(THE DATA)

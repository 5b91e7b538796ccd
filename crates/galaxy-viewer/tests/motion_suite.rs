use galaxy_viewer::camera::{Camera, HOME_POSITION, HOME_ROTATION};
use galaxy_viewer::pointer::{PointerTracker, SWAY_SENSITIVITY};
use galaxy_viewer::scene::{SceneState, SPIN_STEP, SWAY_EASE};
use galaxy_viewer::timeline::{ScrollTimeline, TIMELINE_ENV};
use glam::{Vec2, Vec3};
use std::f32::consts::PI;
use winit::dpi::{PhysicalPosition, PhysicalSize};

// ── Pointer ─────────────────────────────────────────────────────────────────

#[test]
fn pointer_offset_is_relative_to_viewport_center() {
    let mut pointer = PointerTracker::new(PhysicalSize::new(800, 600));
    pointer.on_cursor_moved(PhysicalPosition::new(500.0, 400.0));
    assert_eq!(pointer.offset(), Vec2::new(100.0, 100.0));

    // Cursor y drives pitch, cursor x drives yaw.
    let target = pointer.sway_target();
    assert!((target.x - 100.0 * SWAY_SENSITIVITY).abs() < 1e-6);
    assert!((target.y - 100.0 * SWAY_SENSITIVITY).abs() < 1e-6);
}

#[test]
fn pointer_recenters_on_viewport_change() {
    let mut pointer = PointerTracker::new(PhysicalSize::new(800, 600));
    pointer.on_cursor_moved(PhysicalPosition::new(400.0, 300.0));
    assert_eq!(pointer.offset(), Vec2::ZERO);

    pointer.set_viewport(PhysicalSize::new(1600, 1200));
    pointer.on_cursor_moved(PhysicalPosition::new(400.0, 300.0));
    assert_eq!(pointer.offset(), Vec2::new(-400.0, -300.0));
}

// ── Scene stepping ──────────────────────────────────────────────────────────

#[test]
fn sway_closes_five_percent_of_the_gap_per_frame() {
    let mut scene = SceneState::new();
    let target = Vec2::new(0.1, -0.2);

    scene.step(target);
    assert!((scene.sway - target * SWAY_EASE).length() < 1e-6);

    let gap_before = (target - scene.sway).length();
    scene.step(target);
    let gap_after = (target - scene.sway).length();
    assert!((gap_after / gap_before - (1.0 - SWAY_EASE)).abs() < 1e-4);
}

#[test]
fn sway_converges_without_overshoot() {
    let mut scene = SceneState::new();
    let target = Vec2::new(0.3, 0.3);
    for _ in 0..400 {
        scene.step(target);
        assert!(scene.sway.x <= target.x + 1e-6);
        assert!(scene.sway.y <= target.y + 1e-6);
    }
    assert!((scene.sway - target).length() < 1e-3);
}

#[test]
fn spin_accumulates_independently_of_pointer() {
    let mut scene = SceneState::new();
    for _ in 0..50 {
        scene.step(Vec2::ZERO);
    }
    assert!((scene.spin - 50.0 * SPIN_STEP).abs() < 1e-6);
    assert_eq!(scene.sway, Vec2::ZERO);
}

// ── Camera / resize ─────────────────────────────────────────────────────────

#[test]
fn resize_sets_aspect_to_exact_ratio() {
    let mut camera = Camera::new(PhysicalSize::new(1280, 720));
    assert_eq!(camera.aspect(), 1280.0 / 720.0);

    camera.resize(PhysicalSize::new(1920, 1080));
    assert_eq!(camera.aspect(), 1920.0 / 1080.0);
}

#[test]
fn resize_is_idempotent() {
    let mut camera = Camera::new(PhysicalSize::new(1280, 720));
    let before = camera.view_proj();
    camera.resize(PhysicalSize::new(1280, 720));
    camera.resize(PhysicalSize::new(1280, 720));
    assert_eq!(camera.view_proj(), before);
}

#[test]
fn degenerate_resize_is_ignored() {
    let mut camera = Camera::new(PhysicalSize::new(1280, 720));
    let before = camera.aspect();
    camera.resize(PhysicalSize::new(0, 0));
    assert_eq!(camera.aspect(), before);
}

// ── Scroll timeline ─────────────────────────────────────────────────────────

#[test]
fn timeline_rests_at_home_pose() {
    let timeline = ScrollTimeline::new();
    let mut camera = Camera::new(PhysicalSize::new(1280, 720));
    let mut scene = SceneState::new();

    timeline.apply(0.0, &mut camera, &mut scene);
    assert_eq!(camera.position, HOME_POSITION);
    assert_eq!(camera.rotation, HOME_ROTATION);
    assert_eq!(scene.group_rotation, Vec3::ZERO);
}

#[test]
fn timeline_lands_on_the_final_keyframes() {
    let timeline = ScrollTimeline::new();
    let mut camera = Camera::new(PhysicalSize::new(1280, 720));
    let mut scene = SceneState::new();

    timeline.apply(1.0, &mut camera, &mut scene);
    assert_eq!(camera.position, Vec3::new(0.0, 5.0, 15.0));
    assert_eq!(camera.rotation, Vec2::new(-0.3, 0.0));
    assert!((scene.group_rotation - Vec3::new(0.0, PI, 0.0)).length() < 1e-6);
}

#[test]
fn timeline_scrub_never_overshoots() {
    let timeline = ScrollTimeline::new();
    let mut camera = Camera::new(PhysicalSize::new(1280, 720));
    let mut scene = SceneState::new();

    for i in 0..=1000 {
        timeline.apply(i as f32 / 1000.0, &mut camera, &mut scene);
        // Keyframe extrema across all three segments.
        assert!((-3.0..=2.0).contains(&camera.position.x));
        assert!((-1.0..=5.0).contains(&camera.position.y));
        assert!((6.0..=15.0).contains(&camera.position.z));
        assert!((0.0..=PI + 1e-6).contains(&scene.group_rotation.y));
    }
}

#[test]
fn timeline_clamps_out_of_range_progress() {
    let timeline = ScrollTimeline::new();
    let mut camera = Camera::new(PhysicalSize::new(1280, 720));
    let mut scene = SceneState::new();

    timeline.apply(7.0, &mut camera, &mut scene);
    let clamped = camera.position;
    timeline.apply(1.0, &mut camera, &mut scene);
    assert_eq!(camera.position, clamped);
}

#[test]
fn timeline_group_holds_until_its_segments() {
    let timeline = ScrollTimeline::new();
    let mut camera = Camera::new(PhysicalSize::new(1280, 720));
    let mut scene = SceneState::new();

    // The group's x tilt only animates from the second segment on.
    timeline.apply(0.2, &mut camera, &mut scene);
    assert_eq!(scene.group_rotation.x, 0.0);
    assert!(scene.group_rotation.z > 0.0);
}

#[test]
fn detect_honors_the_disable_env_var() {
    // Single test owns the env var to avoid cross-test races.
    std::env::set_var(TIMELINE_ENV, "off");
    assert!(ScrollTimeline::detect().is_none());

    std::env::set_var(TIMELINE_ENV, "1");
    assert!(ScrollTimeline::detect().is_some());

    std::env::remove_var(TIMELINE_ENV);
    assert!(ScrollTimeline::detect().is_some());
}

(End THE DATA)

> EXERCISE REQUIREMENTS: Copy every line above without changes.

> ANSWER SECTION:
repository 5b91e7b538796ccd
filename crates/galaxy-viewer/tests/motion_suite.rs
use galaxy_viewer::camera::{Camera, HOME_POSITION, HOME_ROTATION};
use galaxy_viewer::pointer::{PointerTracker, SWAY_SENSITIVITY};
use galaxy_viewer::scene::{SceneState, SPIN_STEP, SWAY_EASE};
use galaxy_viewer::timeline::{ScrollTimeline, TIMELINE_ENV};
use glam::{Vec2, Vec3};
use std::f32::consts::PI;
use winit::dpi::{PhysicalPosition, PhysicalSize};

// ── Pointer ─────────────────────────────────────────────────────────────────

#[test]
fn pointer_offset_is_relative_to_viewport_center() {
    let mut pointer = PointerTracker::new(PhysicalSize::new(800, 600));
    pointer.on_cursor_moved(PhysicalPosition::new(500.0, 400.0));
    assert_eq!(pointer.offset(), Vec2::new(100.0, 100.0));

    // Cursor y drives pitch, cursor x drives yaw.
    let target = pointer.sway_target();
    assert!((target.x - 100.0 * SWAY_SENSITIVITY).abs() < 1e-6);
    assert!((target.y - 100.0 * SWAY_SENSITIVITY).abs() < 1e-6);
}

#[test]
fn pointer_recenters_on_viewport_change() {
    let mut pointer = PointerTracker::new(PhysicalSize::new(800, 600));
    pointer.on_cursor_moved(PhysicalPosition::new(400.0, 300.0));
    assert_eq!(pointer.offset(), Vec2::ZERO);

    pointer.set_viewport(PhysicalSize::new(1600, 1200));
    pointer.on_cursor_moved(PhysicalPosition::new(400.0, 300.0));
    assert_eq!(pointer.offset(), Vec2::new(-400.0, -300.0));
}

// ── Scene stepping ──────────────────────────────────────────────────────────

#[test]
fn sway_closes_five_percent_of_the_gap_per_frame() {
    let mut scene = SceneState::new();
    let target = Vec2::new(0.1, -0.2);

    scene.step(target);
    assert!((scene.sway - target * SWAY_EASE).length() < 1e-6);

    let gap_before = (target - scene.sway).length();
    scene.step(target);
    let gap_after = (target - scene.sway).length();
    assert!((gap_after / gap_before - (1.0 - SWAY_EASE)).abs() < 1e-4);
}

#[test]
fn sway_converges_without_overshoot() {
    let mut scene = SceneState::new();
    let target = Vec2::new(0.3, 0.3);
    for _ in 0..400 {
        scene.step(target);
        assert!(scene.sway.x <= target.x + 1e-6);
        assert!(scene.sway.y <= target.y + 1e-6);
    }
    assert!((scene.sway - target).length() < 1e-3);
}

#[test]
fn spin_accumulates_independently_of_pointer() {
    let mut scene = SceneState::new();
    for _ in 0..50 {
        scene.step(Vec2::ZERO);
    }
    assert!((scene.spin - 50.0 * SPIN_STEP).abs() < 1e-6);
    assert_eq!(scene.sway, Vec2::ZERO);
}

// ── Camera / resize ─────────────────────────────────────────────────────────

#[test]
fn resize_sets_aspect_to_exact_ratio() {
    let mut camera = Camera::new(PhysicalSize::new(1280, 720));
    assert_eq!(camera.aspect(), 1280.0 / 720.0);

    camera.resize(PhysicalSize::new(1920, 1080));
    assert_eq!(camera.aspect(), 1920.0 / 1080.0);
}

#[test]
fn resize_is_idempotent() {
    let mut camera = Camera::new(PhysicalSize::new(1280, 720));
    let before = camera.view_proj();
    camera.resize(PhysicalSize::new(1280, 720));
    camera.resize(PhysicalSize::new(1280, 720));
    assert_eq!(camera.view_proj(), before);
}

#[test]
fn degenerate_resize_is_ignored() {
    let mut camera = Camera::new(PhysicalSize::new(1280, 720));
    let before = camera.aspect();
    camera.resize(PhysicalSize::new(0, 0));
    assert_eq!(camera.aspect(), before);
}

// ── Scroll timeline ─────────────────────────────────────────────────────────

#[test]
fn timeline_rests_at_home_pose() {
    let timeline = ScrollTimeline::new();
    let mut camera = Camera::new(PhysicalSize::new(1280, 720));
    let mut scene = SceneState::new();

    timeline.apply(0.0, &mut camera, &mut scene);
    assert_eq!(camera.position, HOME_POSITION);
    assert_eq!(camera.rotation, HOME_ROTATION);
    assert_eq!(scene.group_rotation, Vec3::ZERO);
}

#[test]
fn timeline_lands_on_the_final_keyframes() {
    let timeline = ScrollTimeline::new();
    let mut camera = Camera::new(PhysicalSize::new(1280, 720));
    let mut scene = SceneState::new();

    timeline.apply(1.0, &mut camera, &mut scene);
    assert_eq!(camera.position, Vec3::new(0.0, 5.0, 15.0));
    assert_eq!(camera.rotation, Vec2::new(-0.3, 0.0));
    assert!((scene.group_rotation - Vec3::new(0.0, PI, 0.0)).length() < 1e-6);
}

#[test]
fn timeline_scrub_never_overshoots() {
    let timeline = ScrollTimeline::new();
    let mut camera = Camera::new(PhysicalSize::new(1280, 720));
    let mut scene = SceneState::new();

    for i in 0..=1000 {
        timeline.apply(i as f32 / 1000.0, &mut camera, &mut scene);
        // Keyframe extrema across all three segments.
        assert!((-3.0..=2.0).contains(&camera.position.x));
        assert!((-1.0..=5.0).contains(&camera.position.y));
        assert!((6.0..=15.0).contains(&camera.position.z));
        assert!((0.0..=PI + 1e-6).contains(&scene.group_rotation.y));
    }
}

#[test]
fn timeline_clamps_out_of_range_progress() {
    let timeline = ScrollTimeline::new();
    let mut camera = Camera::new(PhysicalSize::new(1280, 720));
    let mut scene = SceneState::new();

    timeline.apply(7.0, &mut camera, &mut scene);
    let clamped = camera.position;
    timeline.apply(1.0, &mut camera, &mut scene);
    assert_eq!(camera.position, clamped);
}

#[test]
fn timeline_group_holds_until_its_segments() {
    let timeline = ScrollTimeline::new();
    let mut camera = Camera::new(PhysicalSize::new(1280, 720));
    let mut scene = SceneState::new();

    // The group's x tilt only animates from the second segment on.
    timeline.apply(0.2, &mut camera, &mut scene);
    assert_eq!(scene.group_rotation.x, 0.0);
    assert!(scene.group_rotation.z > 0.0);
}

#[test]
fn detect_honors_the_disable_env_var() {
    // Single test owns the env var to avoid cross-test races.
    std::env::set_var(TIMELINE_ENV, "off");
    assert!(ScrollTimeline::detect().is_none());

    std::env::set_var(TIMELINE_ENV, "1");
    assert!(ScrollTimeline::detect().is_some());

    std::env::remove_var(TIMELINE_ENV);
    assert!(ScrollTimeline::detect().is_some());
}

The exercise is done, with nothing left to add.